*TASK:*
Line filter on the word "InstallFormula": copy each matching line from the entries.

[Stored data]
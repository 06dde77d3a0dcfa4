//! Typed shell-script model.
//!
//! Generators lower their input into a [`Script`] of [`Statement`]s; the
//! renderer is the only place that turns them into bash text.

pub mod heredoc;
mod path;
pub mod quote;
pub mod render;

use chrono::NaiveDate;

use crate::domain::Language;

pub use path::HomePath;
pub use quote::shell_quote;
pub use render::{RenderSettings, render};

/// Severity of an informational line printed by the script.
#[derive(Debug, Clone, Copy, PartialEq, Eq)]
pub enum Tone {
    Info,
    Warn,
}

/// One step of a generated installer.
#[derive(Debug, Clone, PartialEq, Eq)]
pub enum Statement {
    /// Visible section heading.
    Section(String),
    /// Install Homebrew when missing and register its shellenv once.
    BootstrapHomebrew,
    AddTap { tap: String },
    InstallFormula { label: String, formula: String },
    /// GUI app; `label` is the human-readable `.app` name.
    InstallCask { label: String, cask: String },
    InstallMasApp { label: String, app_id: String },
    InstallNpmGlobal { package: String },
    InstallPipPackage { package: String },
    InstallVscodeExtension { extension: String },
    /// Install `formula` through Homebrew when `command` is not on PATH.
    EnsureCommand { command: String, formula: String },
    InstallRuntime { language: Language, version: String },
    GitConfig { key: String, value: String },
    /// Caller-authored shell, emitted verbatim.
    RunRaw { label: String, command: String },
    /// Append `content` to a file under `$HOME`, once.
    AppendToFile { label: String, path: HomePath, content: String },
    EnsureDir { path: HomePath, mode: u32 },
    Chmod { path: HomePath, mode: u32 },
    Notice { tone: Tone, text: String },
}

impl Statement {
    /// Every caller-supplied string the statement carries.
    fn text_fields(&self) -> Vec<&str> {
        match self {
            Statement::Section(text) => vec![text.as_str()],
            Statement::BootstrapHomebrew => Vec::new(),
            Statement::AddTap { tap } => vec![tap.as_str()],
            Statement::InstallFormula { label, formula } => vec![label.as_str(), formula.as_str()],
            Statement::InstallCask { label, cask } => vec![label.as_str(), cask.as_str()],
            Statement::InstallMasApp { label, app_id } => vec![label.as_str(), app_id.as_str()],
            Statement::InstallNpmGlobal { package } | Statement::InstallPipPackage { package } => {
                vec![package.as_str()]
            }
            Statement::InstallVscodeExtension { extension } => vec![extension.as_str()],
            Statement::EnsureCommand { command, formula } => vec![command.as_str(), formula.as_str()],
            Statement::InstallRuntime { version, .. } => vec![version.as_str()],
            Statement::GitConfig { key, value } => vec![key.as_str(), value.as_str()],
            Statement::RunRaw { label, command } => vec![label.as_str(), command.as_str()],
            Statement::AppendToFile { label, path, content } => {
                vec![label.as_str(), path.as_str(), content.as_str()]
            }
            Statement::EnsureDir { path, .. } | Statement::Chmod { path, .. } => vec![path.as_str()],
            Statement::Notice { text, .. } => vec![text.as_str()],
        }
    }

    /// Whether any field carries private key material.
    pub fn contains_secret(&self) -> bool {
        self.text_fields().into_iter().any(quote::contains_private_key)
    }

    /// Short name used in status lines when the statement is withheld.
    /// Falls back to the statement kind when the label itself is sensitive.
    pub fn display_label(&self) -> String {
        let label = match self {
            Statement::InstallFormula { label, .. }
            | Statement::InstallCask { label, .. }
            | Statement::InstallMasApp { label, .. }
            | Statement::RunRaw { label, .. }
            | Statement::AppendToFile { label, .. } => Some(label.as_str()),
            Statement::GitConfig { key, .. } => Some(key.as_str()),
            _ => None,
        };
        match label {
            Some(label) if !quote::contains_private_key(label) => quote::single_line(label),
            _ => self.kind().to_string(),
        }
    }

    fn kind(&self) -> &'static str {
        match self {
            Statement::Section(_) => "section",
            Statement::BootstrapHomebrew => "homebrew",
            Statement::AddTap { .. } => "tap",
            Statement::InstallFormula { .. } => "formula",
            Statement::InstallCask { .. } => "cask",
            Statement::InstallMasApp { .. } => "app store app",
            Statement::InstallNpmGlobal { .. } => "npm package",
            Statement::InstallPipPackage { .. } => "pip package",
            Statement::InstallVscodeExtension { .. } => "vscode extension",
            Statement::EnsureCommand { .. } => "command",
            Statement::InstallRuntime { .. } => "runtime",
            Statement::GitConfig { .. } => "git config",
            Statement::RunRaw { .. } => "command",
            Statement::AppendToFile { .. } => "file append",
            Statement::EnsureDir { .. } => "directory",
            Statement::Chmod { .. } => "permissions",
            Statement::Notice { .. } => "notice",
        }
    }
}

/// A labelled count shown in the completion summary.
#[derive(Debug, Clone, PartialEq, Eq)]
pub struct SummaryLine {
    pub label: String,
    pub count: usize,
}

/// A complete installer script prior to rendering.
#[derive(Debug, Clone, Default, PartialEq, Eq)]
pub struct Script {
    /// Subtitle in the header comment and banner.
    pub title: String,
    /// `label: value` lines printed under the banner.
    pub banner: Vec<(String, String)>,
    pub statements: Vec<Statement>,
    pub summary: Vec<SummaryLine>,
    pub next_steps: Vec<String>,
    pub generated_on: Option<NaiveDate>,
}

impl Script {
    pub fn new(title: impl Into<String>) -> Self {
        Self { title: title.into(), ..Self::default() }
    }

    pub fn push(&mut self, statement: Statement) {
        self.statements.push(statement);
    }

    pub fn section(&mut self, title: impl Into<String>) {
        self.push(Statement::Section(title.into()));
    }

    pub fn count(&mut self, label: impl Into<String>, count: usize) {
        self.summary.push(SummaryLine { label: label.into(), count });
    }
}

*EXERCISE SOLUTION:*
    InstallFormula { label: String, formula: String },
            Statement::InstallFormula { label, formula } => vec![label.as_str(), formula.as_str()],
            Statement::InstallFormula { label, .. }
            Statement::InstallFormula { .. } => "formula",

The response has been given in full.